Transformational leadership contrasts with transactional leadership styles that focus on a carrot and stick to get teams to do what they want. I don't call this leadership at all. I call it bad management. According to James M. Burns, whom many consider to be the father of transformational leadership, transformational leadership aims to create a significant positive change in people. It changes the perceptions, values, expectations, and aspirations of employees. Transformational leadership is not based on a carrot and stick, give and take relationship, like transactional leadership. Instead, transformational leadership is based on the leader's charisma, traits, and ability to set an example that others can follow. Transformational leaders strive to paint a vision of the future to inspire people to drive progress and accomplish goals.

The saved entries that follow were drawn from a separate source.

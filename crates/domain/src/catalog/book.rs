//! Book and image entities.

use chrono::{DateTime, Utc};
use common::{BookId, ImageId};
use serde::{Deserialize, Serialize};

/// A poster or illustration owned by a book.
#[derive(Debug, Clone, PartialEq, Eq, Serialize, Deserialize)]
pub struct Image {
    /// Object-store key of the uploaded file.
    pub id: ImageId,
    pub description: String,
    pub book_id: BookId,
}

/// A catalog entry.
#[derive(Debug, Clone, PartialEq, Eq, Serialize, Deserialize)]
pub struct Book {
    pub id: BookId,
    pub title: String,
    pub description: String,
    pub author_name: String,
    /// Price in minor currency units.
    pub price: i64,
    pub release_date: DateTime<Utc>,
    /// Object-store key of the book content.
    pub content_id: String,
    /// Ordered; the first one is the main image.
    pub images: Vec<Image>,
    pub created_at: DateTime<Utc>,
    pub updated_at: DateTime<Utc>,
}

impl Book {
    /// Returns the ID of the first image, or an empty ID without images.
    pub fn main_image_id(&self) -> ImageId {
        self.images
            .first()
            .map(|image| image.id.clone())
            .unwrap_or_default()
    }

    /// Replaces the image set, pointing each image back at this book.
    pub fn set_images(&mut self, images: impl IntoIterator<Item = (ImageId, String)>) {
        self.images = images
            .into_iter()
            .map(|(id, description)| Image {
                id,
                description,
                book_id: self.id.clone(),
            })
            .collect();
    }
}


#[cfg(test)]
mod tests {
    use super::fixtures::book;

    #[test]
    fn test_main_image_is_first_image() {
        let b = book("b-1", &["img-1", "img-2"]);
        assert_eq!(b.main_image_id().as_str(), "img-1");
    }

    #[test]
    fn test_main_image_empty_without_images() {
        let b = book("b-1", &[]);
        assert!(b.main_image_id().is_empty());
    }

    #[test]
    fn test_set_images_back_references_book() {
        let b = book("b-9", &["a", "b"]);
        assert!(b.images.iter().all(|img| img.book_id == b.id));
        assert_eq!(b.images.len(), 2);
    }
}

Transactional leaders lean toward maintaining the status quo and attempting to get results from their teams through strictly their authority.9

In 1985, scholar Bernard M. Bass identified four basic elements for transformational leadership that are crucial if a leader needs to encourage and inspire others. These elements create an open, forthcoming, and diverse culture that empowers individuals by enabling them to share ideas freely. The four elements are often referred to as the “Four I's”:10

· Idealized influence: Refers to the way a leader exerts influence on others. Teams tend to highly respect these leaders because they set an example, and they consistently demonstrate that they prioritize the needs of their team above their own. Individuals tend to follow this leader because they are relatable.

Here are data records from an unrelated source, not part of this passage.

//! Capabilities the domain consumes from the outside world.
//!
//! Each trait is a narrow seam: repositories own aggregates, clients wrap a
//! single outbound service, and handlers hold only immutable configuration.
//! Every method that may suspend takes the request [`Context`] so adapters
//! can bound the call by its deadline.

use async_trait::async_trait;
use common::{BookId, Context, OrderId, Page, Paginated, Query, UserId};
use serde::{Deserialize, Serialize};

use crate::auth::User;
use crate::catalog::Book;
use crate::error::Result;
use crate::shop::{Cart, Order};

/// Persistence for [`User`] aggregates.
#[async_trait]
pub trait UserRepository: Send + Sync {
    /// Returns users matching `query`, one page at a time.
    async fn find_by_query(&self, ctx: &Context, query: &Query, page: Page)
    -> Result<Paginated<User>>;

    /// Returns the user with `id`, or `EntityNotFound("User")`.
    async fn find_by_id(&self, ctx: &Context, id: &UserId) -> Result<User>;

    /// Returns the user registered under the (normalized) email.
    async fn find_by_email(&self, ctx: &Context, email: &str) -> Result<User>;

    /// Inserts a new user. A taken email yields `DuplicateKey("email")`.
    async fn create(&self, ctx: &Context, user: &User) -> Result<()>;

    /// Overwrites the mutable fields of an existing user.
    async fn update(&self, ctx: &Context, user: &User) -> Result<()>;
}

/// Persistence for [`Book`] aggregates and their images.
#[async_trait]
pub trait BookRepository: Send + Sync {
    async fn find_by_query(&self, ctx: &Context, query: &Query, page: Page)
    -> Result<Paginated<Book>>;

    /// Returns the book with `id`, or `EntityNotFound("book")`.
    async fn find_by_id(&self, ctx: &Context, id: &BookId) -> Result<Book>;

    async fn create(&self, ctx: &Context, book: &Book) -> Result<()>;

    /// Updates the book row and replaces its image set.
    async fn update(&self, ctx: &Context, book: &Book) -> Result<()>;

    /// Deletes the book and its images; `EntityNotFound("book")` if nothing
    /// was deleted.
    async fn delete(&self, ctx: &Context, id: &BookId) -> Result<()>;
}

/// Persistence for [`Order`] aggregates and their items.
#[async_trait]
pub trait OrderRepository: Send + Sync {
    async fn find_by_query(&self, ctx: &Context, query: &Query, page: Page)
    -> Result<Paginated<Order>>;

    /// Returns the order with `id`, or `EntityNotFound("order")`.
    async fn find_by_id(&self, ctx: &Context, id: &OrderId) -> Result<Order>;

    /// Inserts the order together with its items.
    async fn create(&self, ctx: &Context, order: &Order) -> Result<()>;

    /// Persists status and payment fields. Items are never rewritten.
    async fn update(&self, ctx: &Context, order: &Order) -> Result<()>;
}

/// TTL-bounded storage for carts, keyed by user.
#[async_trait]
pub trait CartRepository: Send + Sync {
    /// Returns the user's cart, or `EntityNotFound("cart")`.
    async fn find_by_user_id(&self, ctx: &Context, user_id: &UserId) -> Result<Cart>;

    /// Stores the cart and refreshes its TTL.
    async fn save(&self, ctx: &Context, cart: &Cart) -> Result<()>;

    async fn delete_by_user_id(&self, ctx: &Context, user_id: &UserId) -> Result<()>;
}

/// Issues short-lived presigned URLs for the object store.
#[async_trait]
pub trait StorageClient: Send + Sync {
    async fn generate_get_presigned_url(&self, ctx: &Context, key: &str) -> Result<String>;

    async fn generate_put_presigned_url(&self, ctx: &Context, key: &str) -> Result<String>;
}

/// Creates and cancels payment intents.
#[async_trait]
pub trait PaymentClient: Send + Sync {
    /// Creates an intent for the order total and records the intent ID,
    /// client secret and provisional status on `order`.
    async fn create_payment_intent_for_order(&self, ctx: &Context, order: &mut Order)
    -> Result<()>;

    /// Cancels an intent that will never be paid.
    async fn cancel_payment_intent(&self, ctx: &Context, payment_intent_id: &str) -> Result<()>;
}

/// Identity carried inside a bearer token.
#[derive(Debug, Clone, PartialEq, Eq, Serialize, Deserialize)]
pub struct TokenClaims {
    pub id: UserId,
    pub email: String,
    pub full_name: String,
    pub is_admin: bool,
}

impl TokenClaims {
    /// Builds the claims for `user`.
    pub fn for_user(user: &User) -> Self {
        Self {
            id: user.id.clone(),
            email: user.email.clone(),
            full_name: user.full_name(),
            is_admin: user.is_admin(),
        }
    }
}

/// Produces and parses opaque bearer tokens.
pub trait TokenHandler: Send + Sync {
    fn generate(&self, claims: &TokenClaims) -> Result<String>;

    /// Fails with `Unauthenticated` for tokens it did not issue.
    fn parse(&self, token: &str) -> Result<TokenClaims>;
}

/// One-way password hashing.
#[async_trait]
pub trait HashHandler: Send + Sync {
    async fn hash(&self, ctx: &Context, password: &str) -> Result<String>;

    /// Fails with `WrongPassword` when `password` does not match `hash`.
    async fn compare(&self, ctx: &Context, hash: &str, password: &str) -> Result<()>;
}

/// A plain-text email message.
#[derive(Debug, Clone, PartialEq, Eq)]
pub struct Email {
    pub to: String,
    pub subject: String,
    pub body: String,
}

/// Outbound email delivery.
#[async_trait]
pub trait EmailClient: Send + Sync {
    async fn send(&self, ctx: &Context, email: Email) -> Result<()>;
}

/// Allocates fresh opaque identifiers.
pub trait IdGenerator: Send + Sync {
    fn new_id(&self) -> String;
}

/// Generates throwaway passwords for resets.
pub trait PasswordGenerator: Send + Sync {
    fn generate(&self) -> String;
}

· Inspirational motivation: Fundamentally, leaders must inspire their teams to achieve. This leader sets high yet attainable goals, and they inspire commitment by creating a shared vision for the team or organization and articulating their expectations clearly. Inspirational motivation leverages both extrinsic and intrinsic factors and requires a high level of charisma. Charisma inspires a sense of authority and could be considered both inspirational and visionary by the team.

· Intellectual stimulation: Refers to creating a diverse and open environment that encourages individuals to think for themselves and safely express their ideas. These leaders tend to promote the concept of “fail fast, fail often,” as often associated with agile methodologies because doing so fosters growth and improvement.

· Individualized consideration: Refers to establishing a strong relationship with the team and acting as a caring, supportive resource. These leaders mentor their team and allocate their time to developing individual and team potential.

Much like EQ, there are things you can do to strive towards becoming a transformational leader. Transformational leadership may align better with those who have charismatic personalities, but here are some things Bass identifies that will allow you to move the needle.

· Create an inspiring vision of the future.

· If you want to lead, not merely manage, your team, you need to create and clearly communicate an inspiring vision of what the team should strive toward.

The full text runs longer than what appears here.